The anti-hypertensive properties of stevia were tested on humans, with positive results, in the early 2000s in China. Chan and collaborators carried out a study with 106 Chinese hypertensive patients (Chan et al 2001). The experimental group received a 250mg stevioside capsule each day for three months and had significant systolic and diastolic blood pressure decrease.
The effect persisted for a year. Also in China, a two-year randomized study with 174 patients taking 500mg stevioside powder three times daily showed a significant decrease in blood pressure in the experimental group (Hsieh et al. 2003). Two more recent studies showed no antihypertensive effect using doses between those employed in the first two studies (Ferri et al. 2006, Barriocanal et al. 2008).
The recent reviews used in this article all cite these same studies (Abbas Momtazi-Borojeni et al. 2017, Rojas et al. 2018). At this point, research is inconclusive concerning the anti-hypertensive properties of stevia.
Is Stevia Safe?
Stevia is safer than other NNS: this much seems to be possible to infer from published research. Also, the actual side effect risks of other NNS are still controversial, as mentioned before. But whether stevia is 100% safe and risk-free, there is no way to answer now.
If we consider the deleterious side effects of NNS derived from dysbiosis, a study presented at the IAFP 5th Latin American Symposium in Food Safety - 7th Food Science, Biotechnology and Safety Meeting (Álvarez et al 2016) showed evidence that stevia has a mild effect on the growth of certain gut bacteria.

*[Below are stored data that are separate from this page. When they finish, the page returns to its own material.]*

/// `dict(mapping_or_pairs=(), **kwargs)`.
fn builtin_dict(_: &mut dyn Host, args: CallArgs) -> RunResult<Value> {
    let CallArgs { positional, keywords } = args;
    if positional.len() > 1 {
        return Err(ExcType::TypeError.err(format!(
            "dict expected at most 1 argument, got {}",
            positional.len()
        )));
    }
    let mut items = IndexMap::new();
    match positional.first() {
        None => {}
        Some(Value::Dict(source)) => items.extend(source.read().iter().map(|(k, v)| (k.clone(), v.clone()))),
        Some(pairs) => {
            for pair in pairs.to_vec()? {
                let [key, value]: [Value; 2] = pair.to_vec()?.try_into().map_err(|_| {
                    ExcType::ValueError.err("dictionary update sequence element has wrong length; 2 is required")
                })?;
                items.insert(DictKey::try_from(&key)?, value);
            }
        }
    }
    for (name, value) in keywords {
        items.insert(DictKey::Str(name.into()), value);
    }
    Ok(Value::Dict(Dict::new(items)))
}

fn builtin_str(_: &mut dyn Host, args: CallArgs) -> RunResult<Value> {
    args.check_positional("str", 0, 1)?;
    Ok(Value::str(args.get(0).map(Value::to_string).unwrap_or_default()))
}

fn builtin_int(_: &mut dyn Host, args: CallArgs) -> RunResult<Value> {
    args.check_positional("int", 0, 1)?;
    let Some(value) = args.get(0) else {
        return Ok(Value::Int(0));
    };
    match value {
        Value::Str(s) => s
            .trim()
            .parse::<i64>()
            .map(Value::Int)
            .map_err(|_| ExcType::ValueError.err(format!("invalid literal for int() with base 10: {}", value.repr()))),
        #[expect(clippy::cast_possible_truncation, reason = "int() truncates toward zero")]
        Value::Float(f) if f.is_finite() => Ok(Value::Int(f.trunc() as i64)),
        Value::Float(_) => Err(ExcType::ValueError.err("cannot convert float infinity or NaN to integer")),
        other => other.as_int().map(Value::Int).ok_or_else(|| {
            ExcType::TypeError.err(format!(
                "int() argument must be a string or a number, not '{}'",
                other.type_name()
            ))
        }),
    }
}
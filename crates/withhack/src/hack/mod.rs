//! The with-hack core.
//!
//! A with-hack is a context manager that takes over the block it guards. On
//! entry it binds to the frame running the `with` statement and may arrange
//! for the body to be skipped; on exit it can pull the block's instructions
//! out of the frame, rewrite their variable accesses and run them again
//! somewhere else.
//!
//! # Module Structure
//!
//! - `injector` - run-once callbacks delivered through frame trace hooks
//! - `extract` - abstract instruction sequences from live frames
//! - `resolve` - local, global then builtin name lookup
//! - `base` - the entry/exit state machine shared by every hack
//! - `capture` - block bytecode capture and as-clause replay
//! - `rewrite` - variable access rewriting

mod base;
mod capture;
mod error;
mod extract;
mod injector;
mod resolve;
mod rewrite;

use std::{fmt, sync::Arc};

pub use base::{HackBase, HackState};
pub use capture::{AS_CLAUSE_NAME, CaptureBytecode, listing_value, split_block};
pub use error::HackError;
pub use extract::{extract, extract_all, extract_code};
pub use injector::{InjectedFn, Injector};
use parking_lot::Mutex;
pub use resolve::{resolve, resolve_in};
pub use rewrite::{AccessStyle, TARGET_SLOT, rewrite_for_function, rewrite_for_target};

use crate::{
    bytecode::FrameId,
    exception::{Exception, RunResult},
    host::Host,
    value::Value,
};

/// Shared handle to a hack object, as stored in [`Value::Hack`].
pub type HackRef = Arc<Mutex<dyn WithHack>>;

/// A context manager implemented by the with-hack machinery.
///
/// The VM locks the hack for the duration of `enter` and `exit`.
pub trait WithHack: fmt::Debug + Send {
    /// Type name scripts see for the hack.
    fn kind(&self) -> &'static str;

    /// Called by `SetupWith`; the result is bound by the as-clause.
    fn enter(&mut self, cx: &mut BlockCx<'_>) -> RunResult<Value>;

    /// Called when the block finishes, with the exception leaving it if any.
    ///
    /// Returning `true` suppresses the exception.
    fn exit(&mut self, cx: &mut BlockCx<'_>, exc: Option<&Exception>) -> RunResult<bool>;

    /// Attribute lookup on the hack object.
    fn attribute(&self, _name: &str) -> Option<Value> {
        None
    }
}

/// What a hack sees while it is entered or exited.
pub struct BlockCx<'h> {
    pub host: &'h mut dyn Host,
    /// The frame running the `with` statement.
    pub frame: FrameId,
    /// The hack being entered or exited.
    pub this: HackRef,
}

impl BlockCx<'_> {
    /// The hack itself as a script value.
    #[must_use]
    pub fn this_value(&self) -> Value {
        Value::Hack(Arc::clone(&self.this))
    }
}

/// Wraps a hack into a script value.
pub fn hack_value(hack: impl WithHack + 'static) -> Value {
    let hack: HackRef = Arc::new(Mutex::new(hack));
    Value::Hack(hack)
}

/// Registers `callback` to run once at the next monitoring event of `context`.
pub fn inject(host: &mut dyn Host, context: FrameId, callback: InjectedFn) -> Result<(), HackError> {
    if !host.monitoring_available() {
        return Err(HackError::MonitoringUnavailable);
    }
    let injector = host.injector();
    let frame = host.frame_mut(context).ok_or(HackError::FrameGone(context))?;
    injector.inject(frame, callback);
    Ok(())
}
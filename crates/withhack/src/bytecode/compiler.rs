//! Compiles the ruff AST into [`Code`] objects.
//!
//! The compiler is a single recursive pass per scope. Symbol analysis runs
//! up front (see [`SymbolTable`]) so every variable access can pick its
//! addressing mode while emitting.

use std::sync::Arc;

use indexmap::IndexSet;
use ruff_python_ast::{self as ast, BoolOp, CmpOp, Expr, Number, Operator, Parameters, Stmt, UnaryOp};
use ruff_text_size::{Ranged, TextRange};

use super::{
    builder::{CodeBuilder, CodeLayout, JumpLabel},
    code::{Code, CodeFlags},
    op::{Access, Addressing, Opcode},
    symbols::{ScopeKey, SymbolTable, parameter_names, scope_key},
};
use crate::{
    parse::{LineIndex, ParseError, parse},
    value::Value,
};

/// Compiles module source into a code object named `name`.
///
/// If the last top-level statement is an expression, the module code
/// returns its value; otherwise it returns `None`.
pub fn compile(source: &str, name: &str) -> Result<Code, ParseError> {
    let lines = LineIndex::new(source);
    let body = parse(source, &lines)?;
    let symbols = SymbolTable::analyze(&body);
    let mut compiler = Compiler::new(&symbols, &lines, None);

    match body.split_last() {
        Some((Stmt::Expr(ast::StmtExpr { value, range, .. }), init)) => {
            compiler.compile_body(init)?;
            compiler.mark_line(*range);
            compiler.compile_expr(value)?;
            compiler.builder.emit(Opcode::ReturnValue);
        }
        _ => {
            compiler.compile_body(&body)?;
            compiler.emit_return_none()?;
        }
    }

    log::debug!("compiled module {name} ({} bytes)", compiler.builder.current_offset());
    Ok(compiler.builder.build(CodeLayout {
        name: name.to_owned(),
        ..CodeLayout::default()
    }))
}

/// Variable layout of a function scope.
#[derive(Debug)]
struct FunctionScope {
    varnames: IndexSet<String>,
    /// `cellvars ++ freevars`, the index space of cell operands.
    cells: IndexSet<String>,
}
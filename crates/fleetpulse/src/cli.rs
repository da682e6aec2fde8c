//! Clap derive structures for the `fleetpulse` CLI.

use std::net::IpAddr;
use std::path::PathBuf;

use clap::{Args, Parser, Subcommand};

// ── Top-Level CLI ────────────────────────────────────────────────────

/// fleetpulse -- live device fleet status, pushed or pulled
#[derive(Debug, Parser)]
#[command(
    name = "fleetpulse",
    version,
    about = "Serve and observe near-real-time device fleet status",
    propagate_version = true,
    subcommand_required = true,
    arg_required_else_help = true
)]
pub struct Cli {
    #[command(flatten)]
    pub global: GlobalOpts,

    #[command(subcommand)]
    pub command: Command,
}

// ── Global Options ───────────────────────────────────────────────────

#[derive(Debug, Args)]
pub struct GlobalOpts {
    /// Config file path (default: platform config dir)
    #[arg(long, env = "FLEETPULSE_CONFIG", global = true)]
    pub config: Option<PathBuf>,

    /// Server base URL (overrides config)
    #[arg(long, short = 's', env = "FLEETPULSE_SERVER_URL", global = true)]
    pub server: Option<String>,

    /// Increase verbosity (-v, -vv)
    #[arg(long, short = 'v', action = clap::ArgAction::Count, global = true)]
    pub verbose: u8,
}

// ── Commands ─────────────────────────────────────────────────────────

#[derive(Debug, Subcommand)]
pub enum Command {
    /// Run the status distribution server
    Serve(ServeArgs),

    /// Follow live status updates (push channel with polling fallback)
    Watch,

    /// One-off snapshot from the pull endpoint
    Stats(StatsArgs),

    /// Trigger a staleness sweep on the server
    Sweep,

    /// Seed a local database with demo devices
    Seed(SeedArgs),
}

#[derive(Debug, Args)]
pub struct ServeArgs {
    /// Bind address
    #[arg(long, env = "FLEETPULSE_BIND")]
    pub bind: Option<IpAddr>,

    /// HTTP port
    #[arg(long, short = 'p', env = "FLEETPULSE_PORT")]
    pub port: Option<u16>,

    /// SQLite database path, or ":memory:" for an ephemeral store
    #[arg(long, short = 'd', env = "FLEETPULSE_DATABASE")]
    pub database: Option<String>,

    /// Run an unattended staleness sweep on this interval (seconds)
    #[arg(long)]
    pub sweep_interval_secs: Option<u64>,
}

#[derive(Debug, Args)]
pub struct StatsArgs {
    /// Emit raw JSON instead of the human summary
    #[arg(long)]
    pub json: bool,
}

#[derive(Debug, Args)]
pub struct SeedArgs {
    /// SQLite database path
    #[arg(long, short = 'd', env = "FLEETPULSE_DATABASE")]
    pub database: Option<String>,

    /// Devices to create per status (active / auth_required)
    #[arg(long, default_value = "3")]
    pub count: u32,

    /// Additionally create this many devices already silent past the
    /// staleness threshold
    #[arg(long, default_value = "1")]
    pub stale: u32,
}

#[cfg(test)]
mod tests {
    use super::*;
    use clap::CommandFactory;

    #[test]
    fn cli_definition_is_consistent() {
        Cli::command().debug_assert();
    }
}
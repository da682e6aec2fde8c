use thiserror::Error;

use crate::config::ConfigError;

/// Top-level CLI error. Every variant renders as a one-line diagnostic;
/// the user never sees a raw backtrace.
#[derive(Debug, Error)]
pub enum CliError {
    #[error(transparent)]
    Config(#[from] ConfigError),

    #[error("invalid server URL: {0}")]
    InvalidUrl(#[from] url::ParseError),

    #[error(transparent)]
    Store(#[from] fleetpulse_core::StoreError),

    #[error(transparent)]
    Core(#[from] fleetpulse_core::CoreError),

    #[error(transparent)]
    Server(#[from] fleetpulse_server::ServerError),

    #[error(transparent)]
    Client(#[from] fleetpulse_client::ClientError),

    #[error("request failed: {0}")]
    Http(#[from] reqwest::Error),
}
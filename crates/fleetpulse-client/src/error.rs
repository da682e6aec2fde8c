use thiserror::Error;

/// Failures on the subscriber side.
///
/// These drive [`ConnectionSupervisor`](crate::ConnectionSupervisor)
/// state transitions; they are never surfaced to the update consumer
/// except as a connectivity tag.
#[derive(Debug, Error)]
pub enum ClientError {
    /// HTTP transport failure (connection refused, DNS, timeout, ...).
    #[error("HTTP transport error: {0}")]
    Transport(#[from] reqwest::Error),

    /// Bad base URL or endpoint path.
    #[error("invalid URL: {0}")]
    InvalidUrl(#[from] url::ParseError),

    /// The push channel did not open within the connect timeout.
    #[error("push channel open timed out after {timeout_ms}ms")]
    ConnectTimeout { timeout_ms: u64 },

    /// The push channel failed after it was open.
    #[error("push channel failed: {0}")]
    Channel(String),

    /// The server answered with something that is not the stats shape.
    #[error("unexpected response payload: {0}")]
    Protocol(String),
}

impl ClientError {
    /// Returns `true` for failures a retry might resolve.
    pub fn is_transient(&self) -> bool {
        match self {
            Self::Transport(e) => e.is_timeout() || e.is_connect() || e.status().is_some(),
            Self::ConnectTimeout { .. } | Self::Channel(_) => true,
            Self::InvalidUrl(_) | Self::Protocol(_) => false,
        }
    }
}
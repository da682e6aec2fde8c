//! The device store seam.
//!
//! The fleet database is an external collaborator: report ingestion
//! writes to it, this system reads from it (and demotes stale devices).
//! Everything the system needs is behind the [`DeviceStore`] trait so
//! the snapshot and reaper paths never know which backend they talk to.

mod memory;
mod sqlite;

pub use memory::MemoryStore;
pub use sqlite::SqliteStore;

use std::time::Duration;

use async_trait::async_trait;

use crate::error::StoreError;
use crate::model::{Device, NewDevice, StaleDevice, StatusCounts};

/// Operations the status distribution system needs from the fleet
/// database.
///
/// Object-safe on purpose — the server holds an `Arc<dyn DeviceStore>`
/// shared by every subscriber task, and the backend must tolerate
/// concurrent callers without serialization beyond its own.
#[async_trait]
pub trait DeviceStore: Send + Sync {
    /// Cheap connectivity check (`SELECT 1` equivalent).
    async fn ping(&self) -> Result<(), StoreError>;

    /// Count devices grouped by status.
    async fn count_by_status(&self) -> Result<StatusCounts, StoreError>;

    /// Demote every non-offline device silent longer than `threshold`
    /// to `offline`, bumping its modification time. Returns the identity
    /// of each demoted device; idempotent when nothing reported in
    /// between.
    async fn mark_stale_offline(
        &self,
        threshold: Duration,
    ) -> Result<Vec<StaleDevice>, StoreError>;

    /// Register a device. Used by seeding and tests — report ingestion
    /// proper lives outside this system.
    async fn insert_device(&self, device: NewDevice) -> Result<i64, StoreError>;

    /// All device records, ordered by id. Seeding/diagnostic helper.
    async fn list_devices(&self) -> Result<Vec<Device>, StoreError>;
}

/// Convert a wall-clock staleness threshold into a chrono duration.
///
/// `Duration::MAX`-ish policies clamp to chrono's maximum, which simply
/// means "nothing is ever stale".
pub(crate) fn to_chrono(threshold: Duration) -> chrono::Duration {
    chrono::Duration::from_std(threshold).unwrap_or(chrono::Duration::MAX)
}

They are even less evidenced if corrected by the estimated daily intake.
Some concern was raised about recent data demonstrating that steviol and stevioside might act as glucocorticoid receptor (GR) agonists, producing adverse effects on metabolism.
Panagiotou and collaborators (2018) tested this hypothesis and concluded that although their study provides strong evidence that steviol and steviol glycosides exert GR-mediated effects in cancer Jurkat cells, the same effect is not observed in normal human cells.
The use of stevia sweetener products has been considered safe for a long time and the medical and research consensus have not changed (Geuns 2002, Sekihashi et al 2002, Ashwell 2015, Serra-Majem et al. 2018, Abbas Momtazi-Borojeni 2017, Zhang et al 2017).
Most NNS, in spite of the controversy, are considered safe for human consumption as reviewed by Chattopadhyay et al (2014). There will be increased concern about their effect on gut microbiota and you will be exposed to this debate. You will feel safer consuming stevia than other NNS and certainly safer than consuming a high content of other sweet sugars such as sucrose, glucose or fructose.
Whether you choose to substitute table sugar (sucrose) for NNS for weight control or for any other reason, such as the risks of a high sugar diet for cancer patients, for certain neurological disorders or whatever it is the leads you to this decision, stevia may be your safest choice.
As I explained here, although there may be promising results concerning other pharmacologically active compounds extracted from stevia addressing different health conditions, today stevia preparations must be considered a non-caloric sweetener option. It is not a good idea to use stevia for anything else like cancer treatment or hypertension.
Whatever is your reason for choosing a non-caloric sugar substitute, however, you may want to consider that it is just one item in the health toolbox for your strategy, whatever is your objective.
Using NNS in combination with a diet rich in high glycemic index carbohydrates, processed foods, low in fiber, consuming therapeutic or recreational substances, inactivity, neurological and psychiatric conditions all potentially contribute to the things you want to avoid. Some of these items will cause more damage than others and that also depends on the individual.
Stevia and all the technology being used to developed better food products and new pharmaceutical ones are a good thing. As always, however, there is no magic bullet.
Remember: individuality, effect magnitude, and lifestyle/health context. It all boils down to this.